Florida's economy in 2012 grew at the fastest pace in six years.
But it still lags the national average and, given the economic crater created by the Great Recession, has a long way to go to full recovery.
Florida's gross domestic product grew 2.4 percent to $672.3 billion in 2012, just shy of the national growth rate of 2.5 percent, according to Labor Department statistics released Thursday.
That's a marked improvement from both 2010 and 2011 when Florida's economic output rose less than 1 percent each year. In 2009, during the trough of the recession, the state's economy plummeted by nearly 6 percent.
"It's indicative of a national recovery in general … but we're looking for a better rebound in Florida because it fell so far in the downturn," said Scott Brown, chief economist for Raymond James Financial in St. Petersburg.

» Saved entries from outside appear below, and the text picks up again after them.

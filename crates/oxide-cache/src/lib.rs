//! Cache restore for Oxide CI (S3/R2 compatible).

mod cancel;
pub mod downloader;
pub mod keys;
pub mod resolver;
pub mod restore;
pub mod s3;

pub use downloader::{DownloadReport, RetryingDownloader, default_transfer_options, download};
pub use keys::{parse_key_list, truncate_key, validate_keys};
pub use resolver::{KeyResolver, resolve};
pub use restore::{CacheRestorer, restore_from_store};
pub use s3::{S3Settings, S3Store};
//! Resolve candidate keys to a stored archive.
//!
//! Lookup runs in two tiers. Every key is first probed by its exact archive
//! name; only when all of them miss does a prefix scan run, again in key
//! order. A prefix match for a high-priority key therefore never beats an
//! exact match for a lower-priority one.

use crate::cancel::cancellable;
use oxide_core::cache::{CacheKey, ObjectReference, PREFIX_LIST_TIMEOUT, Presence};
use oxide_core::ports::ObjectStore;
use oxide_core::{Error, Result, StoreError};
use std::time::Duration;
use tokio_util::sync::CancellationToken;
use tracing::{debug, info};

/// Finds the first key, in priority order, with an archive in the store.
pub struct KeyResolver<'a, S: ObjectStore + ?Sized> {
    store: &'a S,
    list_timeout: Duration,
}

impl<'a, S: ObjectStore + ?Sized> KeyResolver<'a, S> {
    pub fn new(store: &'a S) -> Self {
        Self {
            store,
            list_timeout: PREFIX_LIST_TIMEOUT,
        }
    }

    /// Override the per-listing timeout.
    pub fn with_list_timeout(mut self, timeout: Duration) -> Self {
        self.list_timeout = timeout;
        self
    }

    /// Resolve `keys` to an object reference.
    ///
    /// Returns [`Error::CacheNotFound`] when neither tier matches and
    /// [`Error::StoreTransport`] when a lookup fails for any other reason.
    pub async fn resolve(
        &self,
        keys: &[CacheKey],
        cancel: &CancellationToken,
    ) -> Result<ObjectReference> {
        if let Some(found) = self.first_exact_match(keys, cancel).await? {
            info!(object = %found, "Matched cache archive by exact key");
            return Ok(found);
        }

        debug!("Could not match provided cache keys, falling back to find archive by prefix");
        match self.first_prefix_match(keys, cancel).await? {
            Some(found) => {
                info!(object = %found, "Matched cache archive by key prefix");
                Ok(found)
            }
            None => Err(Error::CacheNotFound),
        }
    }

    async fn first_exact_match(
        &self,
        keys: &[CacheKey],
        cancel: &CancellationToken,
    ) -> Result<Option<ObjectReference>> {
        for key in keys {
            let candidate = key.archive_name();
            let presence = cancellable(cancel, async {
                self.store
                    .head(&candidate)
                    .await
                    .map_err(|e| Error::transport("head object", e))
            })
            .await?;

            match presence {
                Presence::Exists => return Ok(Some(ObjectReference::exact(candidate))),
                Presence::Missing => {
                    debug!(key = %key, "Archive with key not found in bucket");
                }
            }
        }
        Ok(None)
    }

    async fn first_prefix_match(
        &self,
        keys: &[CacheKey],
        cancel: &CancellationToken,
    ) -> Result<Option<ObjectReference>> {
        for key in keys {
            let listing = cancellable(cancel, async {
                match tokio::time::timeout(
                    self.list_timeout,
                    self.store.list_by_prefix(key.as_str(), 1),
                )
                .await
                {
                    Ok(result) => result.map_err(|e| Error::transport("list objects", e)),
                    Err(_) => Err(Error::transport(
                        "list objects",
                        StoreError::Timeout(self.list_timeout),
                    )),
                }
            })
            .await?;

            // The first entry of the first page is enough.
            if let Some(name) = listing.into_iter().next() {
                return Ok(Some(ObjectReference::prefixed(name)));
            }
            debug!(prefix = %key, "No archive found for key prefix");
        }
        Ok(None)
    }
}

/// Resolve `keys` against `store` with the default listing timeout.
pub async fn resolve<S: ObjectStore + ?Sized>(
    keys: &[CacheKey],
    store: &S,
    cancel: &CancellationToken,
) -> Result<ObjectReference> {
    KeyResolver::new(store).resolve(keys, cancel).await
}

He predicts the 2013 figures will be much stronger after the state's impressive job creation so far this year. Since December, Florida's unemployment rate has dropped from 7.9 percent to 7.2 percent while its workforce has grown by more than 60,000 jobs.
Florida's economic growth has been partially muted because many of the newly minted jobs are in industries such as tourism, retail and health care which pay less than those jobs lost in hard-hit industries like construction, government, manufacturing and information. In calculating the GDP of states, the Labor Department includes the sum of all incomes earned, capital and costs incurred in producing goods and services.
A dozen states grew faster than Florida, led by North Dakota which, fueled by a mining boom, grew a whopping 13.4 percent in one year. Other top economic engines included Texas (up 4.8 percent), Oregon (3.6 percent) Washington (up 3.6 percent) and Minnesota (up 5 percent).
Only one state, Connecticut, had a drop in GDP, down a tenth of a percentage point from 2011.